As a little kid, it didn’t make a difference to me; I was just glad to get the radio and listen to it. It was my first radio and it was gray in a black case and it hung from the post on my bed for many years. That radio went through many adventures and a lot of changes in my taste of music. It served me very well from 1958 when I got it until I graduated from high school 12 years later and then some. In the early days it was filled with the same music my parents liked, Lawrence Welk like songs and country (and western as it was called in those days) music. By 1963 it was featuring the likes of the Beatles and Beach Boys and by the time I was ready to give it to my nephew who was 10 years younger than me in 1972, it was playing Led Zeppelin and Credence Clearwater Revival. What happened to it after I gave it to my nephew I have no idea, but I do know it was still playing strong despite many years of falling out of my tree hut, powering six large speakers in my bedroom, being thrown out of the window of my first car and then carried around in my briefcase while I went to my first two years of college.
But this story isn’t about that radio, but about a change in the world that began to take place in the mid-1950’s that few saw coming. That change was the industrial emergence of countries that had been bombed flat during World War II. To a seven year old boy, it was about a fun Christmas present, but for the United States it was the beginning of a lesson in economics that we still have figured out.
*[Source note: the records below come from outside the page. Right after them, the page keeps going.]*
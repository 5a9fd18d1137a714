//! Source position tracking for diagnostics
//!
//! The parser annotates every AST node with the region of source text it was
//! built from; the processor threads these through to error messages.

use serde::{Deserialize, Serialize};
use std::fmt;

/// A position in a source file (line and column are 1-based)
#[derive(Debug, Clone, PartialEq, Eq, Hash, Serialize, Deserialize)]
pub struct SourceLocation {
    pub line: u32,
    pub column: u32,
    pub offset: u32,
}

impl SourceLocation {
    pub fn new(line: u32, column: u32, offset: u32) -> Self {
        Self {
            line,
            column,
            offset,
        }
    }

    /// Create a dummy position for synthesized nodes and tests
    pub fn dummy() -> Self {
        Self::new(0, 0, 0)
    }
}

impl fmt::Display for SourceLocation {
    fn fmt(&self, f: &mut fmt::Formatter<'_>) -> fmt::Result {
        write!(f, "{}:{}", self.line, self.column)
    }
}

/// A region of source text, start position to end position
#[derive(Debug, Clone, PartialEq, Eq, Hash, Serialize, Deserialize)]
pub struct SourceSpan {
    pub start: SourceLocation,
    pub end: SourceLocation,
}

impl SourceSpan {
    pub fn new(start: SourceLocation, end: SourceLocation) -> Self {
        Self { start, end }
    }

    /// Create a span covering a single position
    pub fn from_location(location: SourceLocation) -> Self {
        Self {
            end: location.clone(),
            start: location,
        }
    }

    /// Create a dummy span for synthesized nodes and tests
    pub fn dummy() -> Self {
        Self::from_location(SourceLocation::dummy())
    }

    /// Smallest span covering both `self` and `other`
    pub fn merge(&self, other: &SourceSpan) -> SourceSpan {
        let start = if self.start.offset <= other.start.offset {
            self.start.clone()
        } else {
            other.start.clone()
        };
        let end = if self.end.offset >= other.end.offset {
            self.end.clone()
        } else {
            other.end.clone()
        };
        SourceSpan::new(start, end)
    }
}

impl fmt::Display for SourceSpan {
    fn fmt(&self, f: &mut fmt::Formatter<'_>) -> fmt::Result {
        if self.start == self.end {
            write!(f, "{}", self.start)
        } else {
            write!(f, "{}-{}", self.start, self.end)
        }
    }
}

#[cfg(test)]
mod tests {
    use super::*;

    #[test]
    fn test_merge_orders_by_offset() {
        let a = SourceSpan::new(SourceLocation::new(1, 1, 0), SourceLocation::new(1, 4, 3));
        let b = SourceSpan::new(SourceLocation::new(2, 1, 10), SourceLocation::new(2, 6, 15));

        let merged = a.merge(&b);
        assert_eq!(merged.start, a.start);
        assert_eq!(merged.end, b.end);

        // Merge is symmetric
        assert_eq!(b.merge(&a), merged);
    }

    #[test]
    fn test_display() {
        let loc = SourceLocation::new(3, 7, 42);
        assert_eq!(loc.to_string(), "3:7");

        let span = SourceSpan::new(SourceLocation::new(3, 7, 42), SourceLocation::new(3, 9, 44));
        assert_eq!(span.to_string(), "3:7-3:9");
        assert_eq!(SourceSpan::from_location(loc).to_string(), "3:7");
    }
}
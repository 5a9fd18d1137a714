//! End-to-end processor tests
//!
//! Drive whole translation units through the processor and check the
//! produced module, the data-segment image, and the exact diagnostic
//! phrasings.

use pretty_assertions::assert_eq;
use wcc_ast::{
    BinaryOp, BlockItem, DataType, Declaration, EnumDeclaration, EnumMember, Expression,
    ExpressionKind, FunctionDefinition, Initializer, Parameter, PrimaryType, Statement,
    StatementKind, StructField, SwitchCase, TopLevelItem, TranslationUnit, UnaryOp,
};
use wcc_common::{CompilerError, SourceSpan};
use wcc_ir as ir;
use wcc_sema::{ModuleFunction, ModuleRepository, ProcessedOutput, Processor};

fn sp() -> SourceSpan {
    SourceSpan::dummy()
}

fn int_t() -> DataType {
    DataType::primary(PrimaryType::SignedInt)
}

fn expr(kind: ExpressionKind) -> Expression {
    Expression::new(kind, sp())
}

fn stmt(kind: StatementKind) -> Statement {
    Statement::new(kind, sp())
}

fn single(e: Expression) -> Initializer {
    Initializer::Single(Box::new(e))
}

fn list(items: Vec<Initializer>) -> Initializer {
    Initializer::List(items)
}

fn binary(op: BinaryOp, lhs: Expression, rhs: Expression) -> Expression {
    expr(ExpressionKind::Binary {
        op,
        lhs: Box::new(lhs),
        rhs: Box::new(rhs),
    })
}

fn neg(e: Expression) -> Expression {
    expr(ExpressionKind::Unary {
        op: UnaryOp::Minus,
        operand: Box::new(e),
    })
}

fn call(name: &str, arguments: Vec<Expression>) -> Expression {
    expr(ExpressionKind::FunctionCall {
        callee: Box::new(Expression::ident(name)),
        arguments,
    })
}

fn var_decl(name: &str, data_type: DataType, initializer: Option<Initializer>) -> TopLevelItem {
    TopLevelItem::Declaration(Declaration::variable(name, data_type, initializer))
}
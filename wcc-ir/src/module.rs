//! Module root: functions, layouts, imports, and the data segment

use crate::scalar::ScalarType;
use crate::statements::Statement;
use serde::{Deserialize, Serialize};
use std::fmt;

/// One unpacked primary scalar within a parameter or return object
#[derive(Debug, Clone, PartialEq, Eq, Serialize, Deserialize)]
pub struct ScalarSlot {
    /// Byte offset within the owning area (parameter area or return area)
    pub offset: u32,
    pub scalar_type: ScalarType,
}

/// The unpacked memory shape of a function's parameters and return object
#[derive(Debug, Clone, PartialEq, Eq, Default, Serialize, Deserialize)]
pub struct FunctionLayout {
    pub parameters: Vec<ScalarSlot>,
    pub returns: Vec<ScalarSlot>,
    pub size_of_parameters: u32,
    pub size_of_return: u32,
}

impl FunctionLayout {
    /// The parameter scalar types in layout order
    pub fn parameter_scalars(&self) -> Vec<ScalarType> {
        self.parameters.iter().map(|slot| slot.scalar_type).collect()
    }

    /// The return scalar types in layout order
    pub fn return_scalars(&self) -> Vec<ScalarType> {
        self.returns.iter().map(|slot| slot.scalar_type).collect()
    }
}

/// A processed function definition
#[derive(Debug, Clone, PartialEq, Serialize, Deserialize)]
pub struct Function {
    pub name: String,
    pub layout: FunctionLayout,
    /// Total bytes of locals, packed downward from the frame pointer
    pub size_of_locals: u32,
    pub body: Vec<Statement>,
}

/// An imported function signature, copied from the module repository
#[derive(Debug, Clone, PartialEq, Serialize, Deserialize)]
pub struct ExternalFunction {
    pub module: String,
    pub name: String,
    pub layout: FunctionLayout,
}

/// The processed translation unit handed to the WebAssembly emitter
#[derive(Debug, Clone, PartialEq, Serialize, Deserialize)]
pub struct Module {
    /// Defined functions in source order
    pub functions: Vec<Function>,
    /// `\XX`-encoded initialized memory, little-endian per scalar
    pub data_segment: String,
    pub data_segment_size: u32,
    pub external_functions: Vec<ExternalFunction>,
    /// Functions referenced as values, in first-use order; the position is
    /// the indirect-call index
    pub function_table: Vec<String>,
}

/// Encode raw data-segment bytes as `\XX` pairs
pub fn encode_data_segment(bytes: &[u8]) -> String {
    let mut encoded = String::with_capacity(bytes.len() * 3);
    for byte in bytes {
        encoded.push('\\');
        encoded.push_str(&format!("{:02x}", byte));
    }
    encoded
}

impl fmt::Display for Function {
    fn fmt(&self, f: &mut fmt::Formatter<'_>) -> fmt::Result {
        write!(f, "func {}(", self.name)?;
        for (i, slot) in self.layout.parameters.iter().enumerate() {
            if i > 0 {
                write!(f, ", ")?;
            }
            write!(f, "{}@{}", slot.scalar_type, slot.offset)?;
        }
        write!(f, ")")?;
        if !self.layout.returns.is_empty() {
            write!(f, " -> (")?;
            for (i, slot) in self.layout.returns.iter().enumerate() {
                if i > 0 {
                    write!(f, ", ")?;
                }
                write!(f, "{}@{}", slot.scalar_type, slot.offset)?;
            }
            write!(f, ")")?;
        }
        writeln!(f, " locals={}", self.size_of_locals)?;
        for stmt in &self.body {
            writeln!(f, "  {}", stmt)?;
        }
        Ok(())
    }
}

impl fmt::Display for Module {
    fn fmt(&self, f: &mut fmt::Formatter<'_>) -> fmt::Result {
        writeln!(f, "module")?;
        for ext in &self.external_functions {
            writeln!(
                f,
                "  import {}.{} ({} param bytes, {} return bytes)",
                ext.module, ext.name, ext.layout.size_of_parameters, ext.layout.size_of_return
            )?;
        }
        if !self.function_table.is_empty() {
            writeln!(f, "  table [{}]", self.function_table.join(", "))?;
        }
        writeln!(f, "  data ({} bytes) \"{}\"", self.data_segment_size, self.data_segment)?;
        for function in &self.functions {
            write!(f, "{}", function)?;
        }
        Ok(())
    }
}

#[cfg(test)]
mod tests {
    use super::*;

    #[test]
    fn test_encode_data_segment() {
        assert_eq!(encode_data_segment(&[]), "");
        assert_eq!(
            encode_data_segment(&[0x0a, 0x00, 0x00, 0x00, 0x14, 0x00, 0x00, 0x00]),
            "\\0a\\00\\00\\00\\14\\00\\00\\00"
        );
        assert_eq!(encode_data_segment(&[0xf6, 0xff, 0xff, 0xff]), "\\f6\\ff\\ff\\ff");
    }

    #[test]
    fn test_layout_scalars() {
        let layout = FunctionLayout {
            parameters: vec![
                ScalarSlot {
                    offset: 0,
                    scalar_type: ScalarType::I32,
                },
                ScalarSlot {
                    offset: 4,
                    scalar_type: ScalarType::F64,
                },
            ],
            returns: vec![ScalarSlot {
                offset: 0,
                scalar_type: ScalarType::I32,
            }],
            size_of_parameters: 12,
            size_of_return: 4,
        };
        assert_eq!(
            layout.parameter_scalars(),
            vec![ScalarType::I32, ScalarType::F64]
        );
        assert_eq!(layout.return_scalars(), vec![ScalarType::I32]);
    }
}
#[cfg(test)]
mod tests {
    use super::*;
    use wcc_ast::StructField;

    fn int() -> DataType {
        DataType::primary(PrimaryType::SignedInt)
    }

    fn pair_struct(tag: &str) -> DataType {
        DataType::Struct {
            tag: Some(tag.to_string()),
            fields: Some(vec![
                StructField {
                    name: "x".to_string(),
                    data_type: DataType::primary(PrimaryType::SignedChar),
                },
                StructField {
                    name: "y".to_string(),
                    data_type: DataType::primary(PrimaryType::SignedLong),
                },
            ]),
        }
    }

    #[test]
    fn test_size_of_scalars() {
        assert_eq!(size_of(&int()), Ok(4));
        assert_eq!(size_of(&DataType::pointer_to(DataType::Void)), Ok(4));
        assert_eq!(
            size_of(&DataType::Enum {
                tag: None,
                members: Some(Vec::new())
            }),
            Ok(4)
        );
        assert_eq!(size_of(&DataType::Void), Err(ProcessingError::VoidValue));
    }

    #[test]
    fn test_size_of_aggregates_is_packed() {
        // 1 + 8 with no padding
        assert_eq!(size_of(&pair_struct("p")), Ok(9));
        assert_eq!(size_of(&DataType::array_of(pair_struct("p"), 3)), Ok(27));
    }

    #[test]
    fn test_size_matches_unpacked_sum() {
        for data_type in [
            int(),
            pair_struct("p"),
            DataType::array_of(DataType::primary(PrimaryType::UnsignedShort), 5),
            DataType::pointer_to(int()),
        ] {
            let total: u32 = unpack(&data_type)
                .unwrap()
                .iter()
                .map(|(_, scalar)| scalar.size_in_bytes())
                .sum();
            assert_eq!(size_of(&data_type), Ok(total));
        }
    }

    #[test]
    fn test_unpack_offsets_monotonic() {
        let slots = unpack(&DataType::array_of(pair_struct("p"), 2)).unwrap();
        assert_eq!(slots.len(), 4);
        assert_eq!(slots[0], (0, ScalarType::I8));
        assert_eq!(slots[1], (1, ScalarType::I64));
        assert_eq!(slots[2], (9, ScalarType::I8));
        assert_eq!(slots[3], (10, ScalarType::I64));
        assert!(slots.windows(2).all(|w| w[0].0 <= w[1].0));
    }

    #[test]
    fn test_field_offset() {
        let DataType::Struct {
            fields: Some(fields),
            ..
        } = pair_struct("p")
        else {
            unreachable!()
        };
        assert_eq!(
            field_offset(&fields, "y").unwrap(),
            Some((1, DataType::primary(PrimaryType::SignedLong)))
        );
        assert_eq!(field_offset(&fields, "z").unwrap(), None);
    }

    #[test]
    fn test_compatibility_reflexive_symmetric() {
        let types = [
            int(),
            DataType::pointer_to(int()),
            pair_struct("p"),
            DataType::array_of(int(), 3),
        ];
        for a in &types {
            assert!(is_compatible(a, a, false));
            for b in &types {
                assert_eq!(is_compatible(a, b, false), is_compatible(b, a, false));
            }
        }
    }

    #[test]
    fn test_compatibility_qualifiers() {
        let const_int = int().with_const();
        assert!(!is_compatible(&int(), &const_int, false));
        assert!(is_compatible(&int(), &const_int, true));
    }

    #[test]
    fn test_struct_compatibility_requires_tag() {
        assert!(is_compatible(&pair_struct("a"), &pair_struct("a"), false));
        assert!(!is_compatible(&pair_struct("a"), &pair_struct("b"), false));
    }

    #[test]
    fn test_array_compatibility_requires_length() {
        let a3 = DataType::array_of(int(), 3);
        let a4 = DataType::array_of(int(), 4);
        assert!(is_compatible(&a3, &a3, false));
        assert!(!is_compatible(&a3, &a4, false));
    }

    #[test]
    fn test_void_pointers_compatible() {
        let vp = DataType::pointer_to(DataType::Void);
        assert!(is_compatible(&vp, &vp, false));
        assert!(!is_compatible(&vp, &DataType::pointer_to(int()), false));
    }

    #[test]
    fn test_decay_idempotent() {
        let arr = DataType::array_of(int(), 8);
        let decayed = decay(&arr);
        assert_eq!(decayed, DataType::pointer_to(int()));
        assert_eq!(decay(&decayed), decayed);

        let func = DataType::Function {
            return_type: Box::new(DataType::Void),
            parameters: Vec::new(),
        };
        let fp = decay(&func);
        assert!(matches!(&fp, DataType::Pointer { pointee, .. } if pointee.is_function()));
        assert_eq!(decay(&fp), fp);
    }

    #[test]
    fn test_can_assign_arithmetic() {
        assert!(can_assign(
            &int(),
            &DataType::primary(PrimaryType::Double),
            false
        ));
    }

    #[test]
    fn test_can_assign_null_pointer_constant() {
        for pointee in [int(), DataType::Void, pair_struct("p")] {
            assert!(can_assign(&DataType::pointer_to(pointee), &int(), true));
        }
        assert!(!can_assign(&DataType::pointer_to(int()), &int(), false));
    }

    #[test]
    fn test_can_assign_pointer_qualifiers() {
        let int_ptr = DataType::pointer_to(int());
        let const_int_ptr = DataType::pointer_to(int().with_const());
        // Adding const on the left pointee is fine, dropping it is not
        assert!(can_assign(&const_int_ptr, &int_ptr, false));
        assert!(!can_assign(&int_ptr, &const_int_ptr, false));
        // Either side being void* is fine
        assert!(can_assign(&DataType::pointer_to(DataType::Void), &int_ptr, false));
        assert!(can_assign(&int_ptr, &DataType::pointer_to(DataType::Void), false));
    }

    #[test]
    fn test_promotion() {
        assert_eq!(promote(PrimaryType::SignedChar), PrimaryType::SignedInt);
        assert_eq!(promote(PrimaryType::UnsignedShort), PrimaryType::SignedInt);
        assert_eq!(promote(PrimaryType::UnsignedInt), PrimaryType::UnsignedInt);
        assert_eq!(promote(PrimaryType::SignedLong), PrimaryType::SignedLong);
    }

    #[test]
    fn test_usual_arithmetic_conversions() {
        use PrimaryType::*;
        assert_eq!(usual_arithmetic_conversion(SignedInt, Double), Double);
        assert_eq!(usual_arithmetic_conversion(Float, SignedLong), Float);
        assert_eq!(usual_arithmetic_conversion(SignedChar, SignedShort), SignedInt);
        assert_eq!(usual_arithmetic_conversion(SignedInt, UnsignedInt), UnsignedInt);
        assert_eq!(usual_arithmetic_conversion(UnsignedInt, SignedLong), SignedLong);
        assert_eq!(usual_arithmetic_conversion(SignedLong, UnsignedLong), UnsignedLong);
    }
}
Last week the Wall Street Journal ran a story about China and its plans to compete with Boeing and Airbus in building commercial aircraft by the year 2020. Many aircraft manufacturing executives and officinados were interviewed by the journalist who wrote the piece and most said they thought that China could probably build the planes, but that they would have a lot of problems doing so and getting them sold to reluctant airlines who like to have machines they are familiar with would be a huge hurdle.
The words I heard from those that were interviewed reminded me a lot of what I remember reading about Toyota and other Japanese cars when they were first introduced to the United States in the late 1960s. Smug executives at General Motors, Chrysler and Ford would say things just like that. They said the Japanese did not understand the American car market, the tastes of Americans or what the public wanted.
Based on what we know today, it was the big three that didn’t really understand what Americans wanted. Americans had had such junk forced on them for so long that they didn’t know the difference, until they had something affordable they could compare it to. And it was true of more than just cars, as anyone can see just looking around them; electronics, heavy equipment and many other industries.
And today Toyota, having buried Ford in red ink, is challenging General Motors for the top spot in vehicle production in the world.
Today a lot of us buy things with the words “Made in China” on them. At present that is the sign of cheap stuff, although that reputation is quickly changing. The Chinese have made leaps and bounds in the spirit of not only production numbers, but quality too. And they don’t have to break through the barriers that the Japanese did. The animosity that the war had brought and the fact that their first products were usually copy cats of American products that at times weren’t even very good copies caused Japan to have to fight for market share. It took them about 30 years to really get it right and in the next 20 they just kept plugging away at various industries. Today they dominate many of those.
China not only has a model to follow but the American public is also used to buying Asian products. It seldom scares people away like it did 50 years ago. And on top of that the Chinese have the worlds biggest retailer in the likes of Walmart marketing many of their products for them.
In some ways it’s just a repeat of the past. China, always having been somewhat of an enigma for Americans, may soon become the biggest supplier of everyday products to us. And one other thing about the article on the aircraft.
You seldom see the comments of Japanese executives in any industry talking down the Chinese move into the modern world. That’s because they are too busy looking over their shoulders watching the land of ancient civilizations sneaking up on them.
They take the competition seriously.